4. Dales un baño caliente.
¡Los baños calientes son una forma estupenda de relajarse después de un largo día!
5. Realiza una actividad de relajación.
Las actividades de relajación están pensadas para relajar el ritmo cardíaco y el cerebro de tu hijo y prepararlo para irse a la cama. Más adelante hablaremos de algunos ejemplos de actividades de relajación.
6. Ajusta la iluminación.
Asegúrate de que las luces de la habitación de tu hijo están completamente apagadas. Las luces nocturnas están bien, siempre que sean tenues y no alteren el reloj interno de tu hijo. Como ya hemos dicho, asegúrate de que no hay pantallas o aparatos electrónicos brillantes en la habitación de tu hijo, ya que pueden alterar su reloj interno.
7. No hagas ruido.
Puede haber momentos en que tu hijo quiera saltar de la cama y unirse a ti porque te oye hablar o escucha la tele del salón encendida. Intenta reducir el ruido todo lo posible para que tu hijo no sienta que se está perdiendo algo. No pasa nada si te quedas despierto más tiempo después de que tu hijo se haya acostado, pero, de nuevo, ten en cuenta que ellos también tienen miedo a perderse algo.
8. ¡Mantén una rutina!
A los niños les encantan las rutinas y se estresan cuando se interrumpe su rutina, lo que puede provocarles problemas de sueño. Asegúrate de que mantienes una rutina, acostándote a la misma hora todas las noches y poniendo en práctica estos consejos más o menos a la misma hora todos los días. Avisa a tu hijo de cuándo empezarás a prepararle para irse a la cama, para que la transición le resulte más fácil.
Más actividades de relajación:
Dar a tu hijo algo de tiempo para relajarse antes de acostarse es una práctica estupenda para que se duerma antes y permanezca dormido más tiempo. Aquí tienes un par de actividades para relajarse que puedes practicar con tu hijo antes de acostarse:
– Medita y/o estira. Medita o haz estiramientos con tu hijo durante unos minutos antes de acostarse.

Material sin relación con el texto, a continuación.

/// 3D transformation matrices
use nalgebra::{Matrix4, Point3, Unit, Vector3};

/// Transform builder for 3D transformations
pub struct Transform;

impl Transform {
    /// Create a translation matrix
    pub fn translation_matrix(x: f32, y: f32, z: f32) -> Matrix4<f32> {
        Matrix4::new_translation(&Vector3::new(x, y, z))
    }

    /// Create a scale matrix
    pub fn scale_matrix(sx: f32, sy: f32, sz: f32) -> Matrix4<f32> {
        Matrix4::new_nonuniform_scaling(&Vector3::new(sx, sy, sz))
    }

    /// Create a rotation of `angle` radians about `axis`
    pub fn rotation_matrix(axis: &Unit<Vector3<f32>>, angle: f32) -> Matrix4<f32> {
        Matrix4::from_axis_angle(axis, angle)
    }

    /// Rotation about an axis passing through `pivot` instead of the origin
    pub fn rotation_about(pivot: &Point3<f32>, axis: &Unit<Vector3<f32>>, angle: f32) -> Matrix4<f32> {
        Matrix4::new_translation(&pivot.coords)
            * Self::rotation_matrix(axis, angle)
            * Matrix4::new_translation(&-pivot.coords)
    }

    /// Compose translate * rotate * scale, the order applied to child offsets
    pub fn trs(
        translation: Vector3<f32>,
        rotation: Option<(Unit<Vector3<f32>>, f32)>,
        scale: Vector3<f32>,
    ) -> Matrix4<f32> {
        let rotation = rotation
            .map(|(axis, angle)| Self::rotation_matrix(&axis, angle))
            .unwrap_or_else(Matrix4::identity);
        Matrix4::new_translation(&translation) * rotation * Matrix4::new_nonuniform_scaling(&scale)
    }
}

#[cfg(test)]
mod tests {
    use super::*;

    #[test]
    fn test_identity_rotation() {
        let matrix = Transform::rotation_matrix(&Vector3::y_axis(), 0.0);
        assert!((matrix - Matrix4::identity()).norm() < 1e-6);
    }

    #[test]
    fn test_trs_order() {
        let m = Transform::trs(
            Vector3::new(1.0, 0.0, 0.0),
            Some((Vector3::z_axis(), std::f32::consts::FRAC_PI_2)),
            Vector3::repeat(2.0),
        );
        // Scale first, then rotate x onto y, then translate
        let p = m.transform_point(&Point3::new(1.0, 0.0, 0.0));
        assert!((p - Point3::new(1.0, 2.0, 0.0)).norm() < 1e-5);
    }

    #[test]
    fn test_rotation_about_pivot_keeps_pivot_fixed() {
        let pivot = Point3::new(0.0, 0.5, 0.0);
        let m = Transform::rotation_about(&pivot, &Vector3::x_axis(), 1.0);
        assert!((m.transform_point(&pivot) - pivot).norm() < 1e-6);
    }
}
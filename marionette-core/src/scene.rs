/// Rigid scene-graph hierarchy.
///
/// Each [`TransformNode`] owns its children outright, so the graph is always a
/// finite tree and dropping a node drops its whole subtree. World transforms
/// are never stored: they are composed top-down during [`TransformNode::draw`]
/// as `parent * local`.
use nalgebra::Matrix4;

use crate::animation::AnimationRule;
use crate::geometry::MeshData;
use crate::material::Material;
use crate::projection::RenderContext;

/// A mesh attached to the tree together with its surface material
#[derive(Debug, Clone)]
pub struct MeshLeaf {
    pub mesh: MeshData,
    pub material: Material,
}

impl MeshLeaf {
    pub fn new(mesh: MeshData, material: impl Into<Material>) -> Self {
        Self {
            mesh,
            material: material.into(),
        }
    }
}

#[derive(Debug, Clone)]
pub enum Child {
    Node(TransformNode),
    Mesh(MeshLeaf),
}

/// Everything the renderer receives for one mesh leaf
#[derive(Debug, Clone, Copy)]
pub struct DrawCall<'a> {
    pub world: &'a Matrix4<f32>,
    pub mesh: &'a MeshData,
    pub material: &'a Material,
    pub context: &'a RenderContext,
}

/// Receives draw calls in traversal order
pub trait Renderer {
    fn draw(&mut self, call: DrawCall<'_>);
}

impl<F: FnMut(DrawCall<'_>)> Renderer for F {
    fn draw(&mut self, call: DrawCall<'_>) {
        self(call)
    }
}

/// Child indices leading from a root node to a descendant
pub type NodePath = Vec<usize>;

#[derive(Debug, Clone)]
pub struct TransformNode {
    name: String,
    base: Matrix4<f32>,
    animation: Option<AnimationRule>,
    phase: f32,
    local: Matrix4<f32>,
    children: Vec<Child>,
}

impl TransformNode {
    /// A static node with the given offset from its parent
    pub fn new(name: impl Into<String>, base: Matrix4<f32>) -> Self {
        Self {
            name: name.into(),
            base,
            animation: None,
            phase: 0.0,
            local: base,
            children: Vec::new(),
        }
    }

    pub fn with_animation(mut self, rule: AnimationRule) -> Self {
        self.animation = Some(rule);
        self.recompose();
        self
    }

    /// Start the animation at `phase` instead of zero
    pub fn with_phase(mut self, phase: f32) -> Self {
        self.phase = phase;
        self.recompose();
        self
    }

    pub fn name(&self) -> &str {
        &self.name
    }

    pub fn phase(&self) -> f32 {
        self.phase
    }

    pub fn animation(&self) -> Option<&AnimationRule> {
        self.animation.as_ref()
    }

    pub fn local_transform(&self) -> &Matrix4<f32> {
        &self.local
    }

    pub fn children(&self) -> &[Child] {
        &self.children
    }

    /// Append a child node, returning its index
    pub fn add_child(&mut self, node: TransformNode) -> usize {
        self.children.push(Child::Node(node));
        self.children.len() - 1
    }

    pub fn add_mesh(&mut self, leaf: MeshLeaf) -> usize {
        self.children.push(Child::Mesh(leaf));
        self.children.len() - 1
    }

    /// Advance the animation by one step. Children are not touched.
    pub fn update(&mut self) {
        if let Some(rule) = self.animation {
            self.phase += rule.rate();
            self.recompose();
        }
    }

    /// Update this node and every descendant
    pub fn update_subtree(&mut self) {
        self.update();
        for child in &mut self.children {
            if let Child::Node(node) = child {
                node.update_subtree();
            }
        }
    }

    fn recompose(&mut self) {
        self.local = match &self.animation {
            Some(rule) => self.base * rule.matrix(self.phase),
            None => self.base,
        };
    }

    /// Compose `parent * local` and emit one draw call per mesh leaf
    pub fn draw<R: Renderer + ?Sized>(&self, parent: &Matrix4<f32>, context: &RenderContext, renderer: &mut R) {
        let world = parent * self.local;
        for child in &self.children {
            match child {
                Child::Mesh(leaf) => renderer.draw(DrawCall {
                    world: &world,
                    mesh: &leaf.mesh,
                    material: &leaf.material,
                    context,
                }),
                Child::Node(node) => node.draw(&world, context, renderer),
            }
        }
    }

    /// World transform of every node in the subtree, depth first
    pub fn world_transforms(&self, parent: &Matrix4<f32>) -> Vec<(String, Matrix4<f32>)> {
        let mut out = Vec::new();
        self.collect_world(parent, &mut out);
        out
    }

    fn collect_world(&self, parent: &Matrix4<f32>, out: &mut Vec<(String, Matrix4<f32>)>) {
        let world = parent * self.local;
        out.push((self.name.clone(), world));
        for child in &self.children {
            if let Child::Node(node) = child {
                node.collect_world(&world, out);
            }
        }
    }

    pub fn node(&self, path: &[usize]) -> Option<&TransformNode> {
        match path.split_first() {
            None => Some(self),
            Some((&index, rest)) => match self.children.get(index)? {
                Child::Node(node) => node.node(rest),
                Child::Mesh(_) => None,
            },
        }
    }

    pub fn node_mut(&mut self, path: &[usize]) -> Option<&mut TransformNode> {
        match path.split_first() {
            None => Some(self),
            Some((&index, rest)) => match self.children.get_mut(index)? {
                Child::Node(node) => node.node_mut(rest),
                Child::Mesh(_) => None,
            },
        }
    }

    /// Path to the first node named `name`, searching depth first
    pub fn find(&self, name: &str) -> Option<NodePath> {
        if self.name == name {
            return Some(Vec::new());
        }
        self.children.iter().enumerate().find_map(|(index, child)| match child {
            Child::Node(node) => node.find(name).map(|mut path| {
                path.insert(0, index);
                path
            }),
            Child::Mesh(_) => None,
        })
    }

    /// Number of nodes in the subtree, including this one
    pub fn node_count(&self) -> usize {
        1 + self
            .children
            .iter()
            .map(|child| match child {
                Child::Node(node) => node.node_count(),
                Child::Mesh(_) => 0,
            })
            .sum::<usize>()
    }

    /// Number of mesh leaves in the subtree
    pub fn mesh_count(&self) -> usize {
        self.children
            .iter()
            .map(|child| match child {
                Child::Node(node) => node.mesh_count(),
                Child::Mesh(_) => 1,
            })
            .sum()
    }
}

Esto no sólo ayuda a relajar la mente, sino también el cuerpo. Puedes guiar tú mismo la meditación si te sientes lo suficientemente cómodo o puedes encontrar montones de meditaciones guiadas y/o estiramientos en Internet. ¡Recuerda controlar la respiración!

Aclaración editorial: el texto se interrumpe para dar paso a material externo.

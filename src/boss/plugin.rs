//! Boss plugin - flight, volleys, phases and defeat.

use bevy::prelude::*;
use rand::rngs::StdRng;
use rand::SeedableRng;

use super::components::BossRng;
use super::config::BossConfig;
use super::systems::*;
use crate::core::{init_tuning, GameplaySet};

/// Boss plugin - drives every [`Boss`](super::Boss).
pub struct BossPlugin;

impl Plugin for BossPlugin {
    fn build(&self, app: &mut App) {
        init_tuning::<BossConfig>(app);

        let seed = app
            .world()
            .get_resource::<BossConfig>()
            .and_then(|config| config.seed);
        let rng = match seed {
            Some(seed) => StdRng::seed_from_u64(seed),
            None => StdRng::from_entropy(),
        };

        app.insert_resource(BossRng(rng)).add_systems(
            Update,
            (
                track_phase,
                steer,
                fly,
                shoot,
                handle_boss_death,
                despawn_dead_bosses,
            )
                .chain()
                .in_set(GameplaySet::Actors),
        );
    }
}
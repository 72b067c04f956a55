//! Physics collision layers.

use bevy_rapier2d::prelude::{CollisionGroups, Group};

pub const PLAYER: Group = Group::GROUP_1;
/// Bosses and anything else projectiles are thrown back at
pub const EMITTER: Group = Group::GROUP_2;
pub const ENEMY: Group = Group::GROUP_3;
pub const ENEMY_PROJECTILE: Group = Group::GROUP_4;
pub const PLAYER_PROJECTILE: Group = Group::GROUP_5;
pub const TERRAIN: Group = Group::GROUP_6;

pub fn player_groups() -> CollisionGroups {
    CollisionGroups::new(PLAYER, TERRAIN.union(ENEMY).union(ENEMY_PROJECTILE))
}

pub fn emitter_groups() -> CollisionGroups {
    CollisionGroups::new(EMITTER, TERRAIN.union(PLAYER_PROJECTILE))
}

pub fn enemy_groups() -> CollisionGroups {
    CollisionGroups::new(ENEMY, TERRAIN.union(PLAYER))
}

pub fn terrain_groups() -> CollisionGroups {
    CollisionGroups::new(TERRAIN, Group::ALL)
}

/// Thrown at the player; only the player and terrain stop it.
pub fn enemy_projectile_groups() -> CollisionGroups {
    CollisionGroups::new(ENEMY_PROJECTILE, PLAYER.union(TERRAIN))
}

/// Redirected back; only the emitter layer and terrain stop it.
pub fn player_projectile_groups() -> CollisionGroups {
    CollisionGroups::new(PLAYER_PROJECTILE, EMITTER.union(TERRAIN))
}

– Lee un libro. La lectura no sólo sirve para que tu hijo practique la lectoescritura, sino que también es una forma estupenda de relajarse por la noche. El tiempo de lectura justo antes de acostarse también te da la oportunidad de acurrucarte y establecer un vínculo con tu hijo.
– Haz un puzzle.
– Juega con masilla.
– Colorea, pinta o dibuja.
En definitiva, la hora de acostarse no tiene por qué ser una molestia ni para ti ni para tu hijo si pones en práctica estos consejos y sigues una rutina. Si sigues teniendo dudas o crees que tu hijo tiene problemas para dormir, ponte en contacto con su pediatra.